Sem informação sobre a viagem da viúva e mãe de seis filhos, as autoridades locais fizer não tiveram como ajudar os menores.
“Eu não sabia que as crianças viviam nessas condições deploráveis”, afirmou categoricamente, acrescentando que se tivesse tido informação teria reportado o caso às autoridades locais sobre as péssimas condições que vivem os menores, “entretanto não consegui fazer isso porque fiquei a saber que estavam sob os cuidados da igreja”.

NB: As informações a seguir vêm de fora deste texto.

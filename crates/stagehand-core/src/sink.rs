//! The leveled log + progress interface that operation steps report through.

use serde::{Deserialize, Serialize};
use tracing::{error, info, warn};

/// Severity of a [`StateSink`] message.
#[derive(Clone, Copy, Debug, PartialEq, Eq, Serialize, Deserialize)]
#[serde(rename_all = "lowercase")]
pub enum LogLevel {
    /// Informational.
    Info,
    /// Something unexpected but recoverable.
    Warning,
    /// A failure.
    Error,
}

/// Receives messages and progress events from long-running work.
///
/// Every method must return quickly and must never fail the caller.
pub trait StateSink: Send + Sync {
    /// Emit a message at `level`.
    fn log(&self, level: LogLevel, message: &str);

    /// Report a new completion fraction in `[0, 1]`.
    fn progress(&self, alpha: f64);

    /// The work is waiting on something outside its control.
    fn pause_progress(&self) {}

    /// The work resumed after [`pause_progress`](Self::pause_progress).
    fn resume_progress(&self) {}

    /// Emit an info message.
    fn info(&self, message: &str) {
        self.log(LogLevel::Info, message);
    }

    /// Emit a warning.
    fn warn(&self, message: &str) {
        self.log(LogLevel::Warning, message);
    }

    /// Emit an error message.
    fn error(&self, message: &str) {
        self.log(LogLevel::Error, message);
    }
}

/// A sink that only writes to the `tracing` log and drops progress.
#[derive(Clone, Copy, Debug, Default)]
pub struct TracingSink;

impl StateSink for TracingSink {
    fn log(&self, level: LogLevel, message: &str) {
        match level {
            LogLevel::Info => info!("{message}"),
            LogLevel::Warning => warn!("{message}"),
            LogLevel::Error => error!("{message}"),
        }
    }

    fn progress(&self, _alpha: f64) {}
}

Nos últimos dias, o amor ao próximo que era demonstrado pela igreja ao ajudar às crianças esfriou e os vizinhos já não têm o que dar. “Eu já não sei o que dar a essas crianças, não sei”, disse, indiferentemente, Lúcia Banze, uma das vizinhas dos menores.
Sem saber mais como ajudar as crianças, o senhor Jairo, um dos vizinhos, escreveu para o Gabinete da Primeira-dama, Instituto Nacional de Acção Social a solicitar ajuda, mas até aqui não teve resposta.
“Fiquei a tremer depois de ver a situação com que vivem as crianças.
Mas depois tirei o medo e busquei ajuda a pessoas singulares e instituições para que pudessem ajudá-las. Submeti as cartas, mas até aqui não tive resposta”, afirmou Jairo Augusto, num tom de desespero.
Diante da inércia das instituições, um grupo de jovens conseguiu chegar à casa das crianças e criou um movimento para angariação de apoio para os meninos.
Aliás, foi desta forma (movimento solidário nas redes sociais) que na manhã de sexta-feira, uma delegação do Instituto Nacional de Acção Social (INAS) chegou à casa das crianças. Chegando lá, levar os meninos para o hospital com objectivo de fazer consultas. O mais novo sofre de infecção no umbigo, mas só foi isso que fizeram…consultas no Hospital Provincial de Maputo e voltaram com pipocas nas mãos.
À nossa reportagem, a comitiva não quis prestar declarações, mas revelou que só poderá ajudar aqueles menores depois de fazer o levantamento das necessidades.
Até ao fecho dessa edição, fontes seguras tinham garantido que a mãe dos meninos já tinha regressado da África do Sul.